New hypertension pills cut diabetes risk by third
Patients given a mix of modern blood pressure drugs are one-third less likely to develop diabetes than those on older pills, researchers said on Wednesday.
A new analysis of Europe’s biggest-ever study of hypertensive patients showed 8 percent given newer medicines developed diabetes after five years, against 11.4 percent of those on older drugs.
The 19,000-person trial was halted back in November 2004 because the newer drugs proved so much better in reducing strokes and heart attacks.
It compared a regimen of a beta-blocker and a diuretic with a combination of Pfizer Inc.‘s Norvasc and Coversyl, which was developed by France’s Servier and is marketed in the United States as Aceon by Solvay SA and CV Therapeutics Inc.
Norvasc, known generically as amlodipine, is a calcium channel blocker, while Coversyl, or perindopril, is an ACE inhibitor.
The clinical trial was paid for by Pfizer.
Professor Peter Sever of Imperial College in London, co-chairman of the study, said the findings underlined the limitations of beta-blockers for treating high blood pressure.

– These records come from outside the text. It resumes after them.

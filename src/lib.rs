//! # MXCHIP AT network layer client
//!
//! Client for MXCHIP WiFi modules driven by AT commands, based on [atat].
//!
//! Received socket data is delivered by the module as unsolicited messages. These are demultiplexed
//! into a bounded packet queue per socket, s. [packet]. WiFi events update the connectivity state, s. [event].
//!
//! Blocking adapter: [wifi::Adapter], async adapter: [asynch::wifi::Adapter]
#![cfg_attr(not(test), no_std)]
#![cfg_attr(feature = "strict", deny(warnings))]

#[cfg(test)]
extern crate alloc;

pub mod asynch;
pub(crate) mod commands;
pub mod event;
#[cfg(feature = "examples")]
pub mod example;
pub mod packet;
pub(crate) mod responses;
pub mod stack;
pub mod urc;
pub mod wifi;

#[cfg(test)]
mod tests;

Britain’s National Institute for Health and Clinical Excellence (NICE) cost-effectiveness watchdog recently said beta-blockers should no longer be the preferred initial therapy, and Sever said other authorities were likely to follow suit.

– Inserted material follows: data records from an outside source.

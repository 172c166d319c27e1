use atat::atat_derive::AtatResp;
use atat::heapless_bytes::Bytes;

/// Commands which gets just responded by OK
#[derive(Clone, AtatResp)]
pub struct NoResponse;

/// Response of IPCONFIG command, e.g. `+IPCONFIG:DHCP,192.168.1.10,255.255.255.0,192.168.1.1,192.168.1.1`
#[derive(Clone, AtatResp, Debug)]
pub struct IpConfigResponse {
    /// Address assignment
    /// * DHCP: Assigned by DHCP server
    /// * STATIC: Static configuration
    #[at_arg(position = 0)]
    pub mode: Bytes<8>,

    /// Local IPv4 address, `0.0.0.0` if unassigned
    #[at_arg(position = 1)]
    pub address: Bytes<15>,

    #[at_arg(position = 2)]
    pub netmask: Bytes<15>,

    #[at_arg(position = 3)]
    pub gateway: Bytes<15>,

    #[at_arg(position = 4)]
    pub dns: Bytes<15>,
}

/// Response of WMAC query, e.g. `+WMAC:C8:93:46:4E:27:A1`
#[derive(Clone, AtatResp, Debug)]
pub struct MacAddressResponse {
    #[at_arg(position = 0)]
    pub mac: Bytes<17>,
}

/// Response of WLINK query, e.g. `+WLINK:C8:93:46:4E:27:A1,-52,6`
#[derive(Clone, AtatResp, Debug)]
pub struct LinkStatusResponse {
    /// MAC address of the access point
    #[allow(unused)]
    #[at_arg(position = 0)]
    pub bssid: Bytes<17>,

    /// Signal strength in dBm
    #[at_arg(position = 1)]
    pub rssi: i8,

    /// WiFi channel
    #[at_arg(position = 2)]
    pub channel: u8,
}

He believes the reason for the difference between treatment with beta-blockers and newer drugs is largely down to the way in which beta-blockers restrict blood flow to muscles, making it more difficult for the body to metabolize glucose.
“In my view, the major culprit is the beta-blocker,” he told Reuters, adding that calcium channel blockers and ACE inhibitors probably also helped positively by dilating blood vessels.